Problem statement »
Every entry is to be printed again precisely as given.

Dataset items:
********

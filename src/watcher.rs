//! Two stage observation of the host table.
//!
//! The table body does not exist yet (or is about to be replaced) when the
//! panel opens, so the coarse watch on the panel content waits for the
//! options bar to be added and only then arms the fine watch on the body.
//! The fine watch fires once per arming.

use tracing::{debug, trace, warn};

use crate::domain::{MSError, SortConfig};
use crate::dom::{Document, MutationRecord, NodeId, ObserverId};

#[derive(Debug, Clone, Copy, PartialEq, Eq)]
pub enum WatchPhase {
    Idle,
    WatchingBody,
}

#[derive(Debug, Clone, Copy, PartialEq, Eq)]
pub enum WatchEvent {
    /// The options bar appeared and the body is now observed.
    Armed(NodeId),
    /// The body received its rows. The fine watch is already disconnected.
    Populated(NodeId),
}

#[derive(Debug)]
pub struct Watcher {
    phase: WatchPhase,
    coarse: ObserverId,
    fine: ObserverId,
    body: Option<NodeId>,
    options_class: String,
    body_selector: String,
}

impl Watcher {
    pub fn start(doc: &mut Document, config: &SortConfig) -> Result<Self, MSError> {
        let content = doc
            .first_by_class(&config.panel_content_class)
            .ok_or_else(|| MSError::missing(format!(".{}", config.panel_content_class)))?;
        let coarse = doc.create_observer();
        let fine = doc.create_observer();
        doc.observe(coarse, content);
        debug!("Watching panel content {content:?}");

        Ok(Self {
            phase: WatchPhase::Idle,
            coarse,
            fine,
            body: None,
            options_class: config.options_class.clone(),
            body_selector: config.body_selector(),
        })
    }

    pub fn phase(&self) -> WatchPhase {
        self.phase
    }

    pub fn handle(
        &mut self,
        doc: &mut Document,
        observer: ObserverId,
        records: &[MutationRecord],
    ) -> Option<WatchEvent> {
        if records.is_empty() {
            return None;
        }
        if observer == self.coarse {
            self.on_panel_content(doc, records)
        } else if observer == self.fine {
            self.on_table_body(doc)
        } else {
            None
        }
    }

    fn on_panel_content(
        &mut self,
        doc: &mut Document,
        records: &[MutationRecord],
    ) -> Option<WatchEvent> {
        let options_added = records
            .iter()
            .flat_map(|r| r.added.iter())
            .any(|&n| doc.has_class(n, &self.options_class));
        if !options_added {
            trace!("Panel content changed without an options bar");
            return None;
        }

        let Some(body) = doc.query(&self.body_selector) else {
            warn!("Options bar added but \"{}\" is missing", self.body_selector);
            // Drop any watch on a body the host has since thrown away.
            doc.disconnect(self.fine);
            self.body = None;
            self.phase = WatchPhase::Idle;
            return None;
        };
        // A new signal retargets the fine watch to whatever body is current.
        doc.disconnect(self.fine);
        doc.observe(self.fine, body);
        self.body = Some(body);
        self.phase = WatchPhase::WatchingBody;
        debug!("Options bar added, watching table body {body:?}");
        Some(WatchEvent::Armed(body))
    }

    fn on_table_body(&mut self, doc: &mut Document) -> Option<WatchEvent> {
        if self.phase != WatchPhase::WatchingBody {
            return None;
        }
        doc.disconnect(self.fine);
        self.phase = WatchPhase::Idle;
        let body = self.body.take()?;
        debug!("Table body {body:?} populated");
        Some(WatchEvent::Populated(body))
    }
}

********

Output for this exercise »
filename src/watcher.rs
//! Two stage observation of the host table.
//!
//! The table body does not exist yet (or is about to be replaced) when the
//! panel opens, so the coarse watch on the panel content waits for the
//! options bar to be added and only then arms the fine watch on the body.
//! The fine watch fires once per arming.

use tracing::{debug, trace, warn};

use crate::domain::{MSError, SortConfig};
use crate::dom::{Document, MutationRecord, NodeId, ObserverId};

#[derive(Debug, Clone, Copy, PartialEq, Eq)]
pub enum WatchPhase {
    Idle,
    WatchingBody,
}

#[derive(Debug, Clone, Copy, PartialEq, Eq)]
pub enum WatchEvent {
    /// The options bar appeared and the body is now observed.
    Armed(NodeId),
    /// The body received its rows. The fine watch is already disconnected.
    Populated(NodeId),
}

#[derive(Debug)]
pub struct Watcher {
    phase: WatchPhase,
    coarse: ObserverId,
    fine: ObserverId,
    body: Option<NodeId>,
    options_class: String,
    body_selector: String,
}

impl Watcher {
    pub fn start(doc: &mut Document, config: &SortConfig) -> Result<Self, MSError> {
        let content = doc
            .first_by_class(&config.panel_content_class)
            .ok_or_else(|| MSError::missing(format!(".{}", config.panel_content_class)))?;
        let coarse = doc.create_observer();
        let fine = doc.create_observer();
        doc.observe(coarse, content);
        debug!("Watching panel content {content:?}");

        Ok(Self {
            phase: WatchPhase::Idle,
            coarse,
            fine,
            body: None,
            options_class: config.options_class.clone(),
            body_selector: config.body_selector(),
        })
    }

    pub fn phase(&self) -> WatchPhase {
        self.phase
    }

    pub fn handle(
        &mut self,
        doc: &mut Document,
        observer: ObserverId,
        records: &[MutationRecord],
    ) -> Option<WatchEvent> {
        if records.is_empty() {
            return None;
        }
        if observer == self.coarse {
            self.on_panel_content(doc, records)
        } else if observer == self.fine {
            self.on_table_body(doc)
        } else {
            None
        }
    }

    fn on_panel_content(
        &mut self,
        doc: &mut Document,
        records: &[MutationRecord],
    ) -> Option<WatchEvent> {
        let options_added = records
            .iter()
            .flat_map(|r| r.added.iter())
            .any(|&n| doc.has_class(n, &self.options_class));
        if !options_added {
            trace!("Panel content changed without an options bar");
            return None;
        }

        let Some(body) = doc.query(&self.body_selector) else {
            warn!("Options bar added but \"{}\" is missing", self.body_selector);
            // Drop any watch on a body the host has since thrown away.
            doc.disconnect(self.fine);
            self.body = None;
            self.phase = WatchPhase::Idle;
            return None;
        };
        // A new signal retargets the fine watch to whatever body is current.
        doc.disconnect(self.fine);
        doc.observe(self.fine, body);
        self.body = Some(body);
        self.phase = WatchPhase::WatchingBody;
        debug!("Options bar added, watching table body {body:?}");
        Some(WatchEvent::Armed(body))
    }

    fn on_table_body(&mut self, doc: &mut Document) -> Option<WatchEvent> {
        if self.phase != WatchPhase::WatchingBody {
            return None;
        }
        doc.disconnect(self.fine);
        self.phase = WatchPhase::Idle;
        let body = self.body.take()?;
        debug!("Table body {body:?} populated");
        Some(WatchEvent::Populated(body))
    }
}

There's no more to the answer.